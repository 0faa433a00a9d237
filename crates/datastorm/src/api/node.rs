// SPDX-License-Identifier: Apache-2.0 OR MIT
// Copyright (c) 2025-2026 naskel.com

//! Node handle and builder.

use super::{Error, Result};
use crate::config::{props, RuntimeConfig};
use crate::core::executor::{Executor, Task};
use crate::core::instance::{Instance, InstanceOptions};
use crate::transport::local::LocalNetwork;
use crate::transport::Transport;
use std::sync::Arc;

/// One process's pub-sub identity.
///
/// Dropping the node shuts it down: sessions are destroyed, blocked waits
/// return [`Error::NodeShutdown`] and pending callbacks are run.
pub struct Node {
    pub(crate) instance: Arc<Instance>,
}

impl Node {
    pub fn builder(name: impl Into<String>) -> NodeBuilder {
        NodeBuilder::new(name)
    }

    pub fn name(&self) -> &str {
        &self.instance.name
    }

    /// Endpoint peers can dial, if any.
    pub fn endpoint(&self) -> Option<String> {
        self.instance.transport.endpoint()
    }

    pub fn config(&self) -> &RuntimeConfig {
        &self.instance.config
    }

    pub fn shutdown(&self) {
        self.instance.shutdown();
    }

    pub fn is_shutdown(&self) -> bool {
        self.instance.is_shutdown()
    }

    /// Block until another thread shuts the node down.
    pub fn wait_for_shutdown(&self) {
        self.instance.wait_for_shutdown();
    }

    /// Block until every callback queued so far has run.
    pub fn flush(&self) {
        self.instance.executor.flush();
    }

    /// Number of peer nodes this node has a discovery session with.
    pub fn peer_count(&self) -> usize {
        self.instance.discovery.session_count()
    }
}

impl Drop for Node {
    fn drop(&mut self) {
        self.instance.shutdown();
    }
}

impl std::fmt::Debug for Node {
    fn fmt(&self, f: &mut std::fmt::Formatter<'_>) -> std::fmt::Result {
        f.debug_struct("Node")
            .field("name", &self.instance.name)
            .field("endpoint", &self.endpoint())
            .field("shutdown", &self.is_shutdown())
            .finish()
    }
}

/// Builder for [`Node`].
///
/// Properties of the [`RuntimeConfig`] fill what the builder leaves unset:
/// `DataStorm.Node.Name`, `DataStorm.Node.Server.Endpoint`,
/// `DataStorm.Node.ConnectTo` (comma separated) and
/// `DataStorm.Node.Multicast.Enabled`.
pub struct NodeBuilder {
    name: String,
    endpoint: Option<String>,
    connect_to: Vec<String>,
    multicast: Option<bool>,
    config: RuntimeConfig,
    executor: Option<Executor>,
    transport: Option<Arc<dyn Transport>>,
    network: Option<LocalNetwork>,
}

impl NodeBuilder {
    pub fn new(name: impl Into<String>) -> Self {
        Self {
            name: name.into(),
            endpoint: None,
            connect_to: Vec::new(),
            multicast: None,
            config: RuntimeConfig::new(),
            executor: None,
            transport: None,
            network: None,
        }
    }

    /// Endpoint of the adapter created on the [`network`](Self::network).
    #[must_use]
    pub fn endpoint(mut self, endpoint: impl Into<String>) -> Self {
        self.endpoint = Some(endpoint.into());
        self
    }

    /// Peer to open a discovery session with; can be repeated.
    #[must_use]
    pub fn connect_to(mut self, endpoint: impl Into<String>) -> Self {
        self.connect_to.push(endpoint.into());
        self
    }

    #[must_use]
    pub fn multicast(mut self, enabled: bool) -> Self {
        self.multicast = Some(enabled);
        self
    }

    #[must_use]
    pub fn config(mut self, config: RuntimeConfig) -> Self {
        self.config = config;
        self
    }

    /// Run listener callbacks through `executor` instead of the node's
    /// callback thread.
    #[must_use]
    pub fn executor(mut self, executor: impl Fn(Task) + Send + Sync + 'static) -> Self {
        self.executor = Some(Arc::new(executor));
        self
    }

    #[must_use]
    pub fn transport(mut self, transport: Arc<dyn Transport>) -> Self {
        self.transport = Some(transport);
        self
    }

    /// Create the node's adapter on an in-process network.
    #[must_use]
    pub fn network(mut self, network: &LocalNetwork) -> Self {
        self.network = Some(network.clone());
        self
    }

    pub fn build(self) -> Result<Node> {
        let config = self.config;
        let name = if self.name.is_empty() {
            config
                .get(props::NODE_NAME)
                .map(|n| n.to_string())
                .ok_or_else(|| Error::InvalidArgument("node name is empty".into()))?
        } else {
            self.name
        };

        let transport: Arc<dyn Transport> = match (self.transport, self.network) {
            (Some(transport), _) => transport,
            (None, Some(network)) => {
                let endpoint = self
                    .endpoint
                    .or_else(|| config.get(props::NODE_SERVER_ENDPOINT).map(|e| e.to_string()));
                network.adapter(endpoint.as_deref())?
            }
            (None, None) => {
                return Err(Error::InvalidArgument(
                    "node needs a transport or a network".into(),
                ))
            }
        };

        let mut connect_to = self.connect_to;
        if let Some(peers) = config.get(props::NODE_CONNECT_TO) {
            connect_to.extend(
                peers
                    .split(',')
                    .map(str::trim)
                    .filter(|p| !p.is_empty())
                    .map(str::to_string),
            );
        }
        let multicast = match self.multicast {
            Some(enabled) => enabled,
            None => config.get_bool(props::NODE_MULTICAST_ENABLED)?.unwrap_or(false),
        };

        let instance = Instance::start(InstanceOptions {
            name,
            config,
            transport,
            executor: self.executor,
            connect_to,
            multicast,
        })?;
        Ok(Node { instance })
    }
}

-*-*-

-- Problem to solve --
Every line of the material is to be set down again verbatim.

-- Solution to this task --
repository 0faa433a00a9d237
filename crates/datastorm/src/api/node.rs
// SPDX-License-Identifier: Apache-2.0 OR MIT
// Copyright (c) 2025-2026 naskel.com

//! Node handle and builder.

use super::{Error, Result};
use crate::config::{props, RuntimeConfig};
use crate::core::executor::{Executor, Task};
use crate::core::instance::{Instance, InstanceOptions};
use crate::transport::local::LocalNetwork;
use crate::transport::Transport;
use std::sync::Arc;

/// One process's pub-sub identity.
///
/// Dropping the node shuts it down: sessions are destroyed, blocked waits
/// return [`Error::NodeShutdown`] and pending callbacks are run.
pub struct Node {
    pub(crate) instance: Arc<Instance>,
}

impl Node {
    pub fn builder(name: impl Into<String>) -> NodeBuilder {
        NodeBuilder::new(name)
    }

    pub fn name(&self) -> &str {
        &self.instance.name
    }

    /// Endpoint peers can dial, if any.
    pub fn endpoint(&self) -> Option<String> {
        self.instance.transport.endpoint()
    }

    pub fn config(&self) -> &RuntimeConfig {
        &self.instance.config
    }

    pub fn shutdown(&self) {
        self.instance.shutdown();
    }

    pub fn is_shutdown(&self) -> bool {
        self.instance.is_shutdown()
    }

    /// Block until another thread shuts the node down.
    pub fn wait_for_shutdown(&self) {
        self.instance.wait_for_shutdown();
    }

    /// Block until every callback queued so far has run.
    pub fn flush(&self) {
        self.instance.executor.flush();
    }

    /// Number of peer nodes this node has a discovery session with.
    pub fn peer_count(&self) -> usize {
        self.instance.discovery.session_count()
    }
}

impl Drop for Node {
    fn drop(&mut self) {
        self.instance.shutdown();
    }
}

impl std::fmt::Debug for Node {
    fn fmt(&self, f: &mut std::fmt::Formatter<'_>) -> std::fmt::Result {
        f.debug_struct("Node")
            .field("name", &self.instance.name)
            .field("endpoint", &self.endpoint())
            .field("shutdown", &self.is_shutdown())
            .finish()
    }
}

/// Builder for [`Node`].
///
/// Properties of the [`RuntimeConfig`] fill what the builder leaves unset:
/// `DataStorm.Node.Name`, `DataStorm.Node.Server.Endpoint`,
/// `DataStorm.Node.ConnectTo` (comma separated) and
/// `DataStorm.Node.Multicast.Enabled`.
pub struct NodeBuilder {
    name: String,
    endpoint: Option<String>,
    connect_to: Vec<String>,
    multicast: Option<bool>,
    config: RuntimeConfig,
    executor: Option<Executor>,
    transport: Option<Arc<dyn Transport>>,
    network: Option<LocalNetwork>,
}

impl NodeBuilder {
    pub fn new(name: impl Into<String>) -> Self {
        Self {
            name: name.into(),
            endpoint: None,
            connect_to: Vec::new(),
            multicast: None,
            config: RuntimeConfig::new(),
            executor: None,
            transport: None,
            network: None,
        }
    }

    /// Endpoint of the adapter created on the [`network`](Self::network).
    #[must_use]
    pub fn endpoint(mut self, endpoint: impl Into<String>) -> Self {
        self.endpoint = Some(endpoint.into());
        self
    }

    /// Peer to open a discovery session with; can be repeated.
    #[must_use]
    pub fn connect_to(mut self, endpoint: impl Into<String>) -> Self {
        self.connect_to.push(endpoint.into());
        self
    }

    #[must_use]
    pub fn multicast(mut self, enabled: bool) -> Self {
        self.multicast = Some(enabled);
        self
    }

    #[must_use]
    pub fn config(mut self, config: RuntimeConfig) -> Self {
        self.config = config;
        self
    }

    /// Run listener callbacks through `executor` instead of the node's
    /// callback thread.
    #[must_use]
    pub fn executor(mut self, executor: impl Fn(Task) + Send + Sync + 'static) -> Self {
        self.executor = Some(Arc::new(executor));
        self
    }

    #[must_use]
    pub fn transport(mut self, transport: Arc<dyn Transport>) -> Self {
        self.transport = Some(transport);
        self
    }

    /// Create the node's adapter on an in-process network.
    #[must_use]
    pub fn network(mut self, network: &LocalNetwork) -> Self {
        self.network = Some(network.clone());
        self
    }

    pub fn build(self) -> Result<Node> {
        let config = self.config;
        let name = if self.name.is_empty() {
            config
                .get(props::NODE_NAME)
                .map(|n| n.to_string())
                .ok_or_else(|| Error::InvalidArgument("node name is empty".into()))?
        } else {
            self.name
        };

        let transport: Arc<dyn Transport> = match (self.transport, self.network) {
            (Some(transport), _) => transport,
            (None, Some(network)) => {
                let endpoint = self
                    .endpoint
                    .or_else(|| config.get(props::NODE_SERVER_ENDPOINT).map(|e| e.to_string()));
                network.adapter(endpoint.as_deref())?
            }
            (None, None) => {
                return Err(Error::InvalidArgument(
                    "node needs a transport or a network".into(),
                ))
            }
        };

        let mut connect_to = self.connect_to;
        if let Some(peers) = config.get(props::NODE_CONNECT_TO) {
            connect_to.extend(
                peers
                    .split(',')
                    .map(str::trim)
                    .filter(|p| !p.is_empty())
                    .map(str::to_string),
            );
        }
        let multicast = match self.multicast {
            Some(enabled) => enabled,
            None => config.get_bool(props::NODE_MULTICAST_ENABLED)?.unwrap_or(false),
        };

        let instance = Instance::start(InstanceOptions {
            name,
            config,
            transport,
            executor: self.executor,
            connect_to,
            multicast,
        })?;
        Ok(Node { instance })
    }
}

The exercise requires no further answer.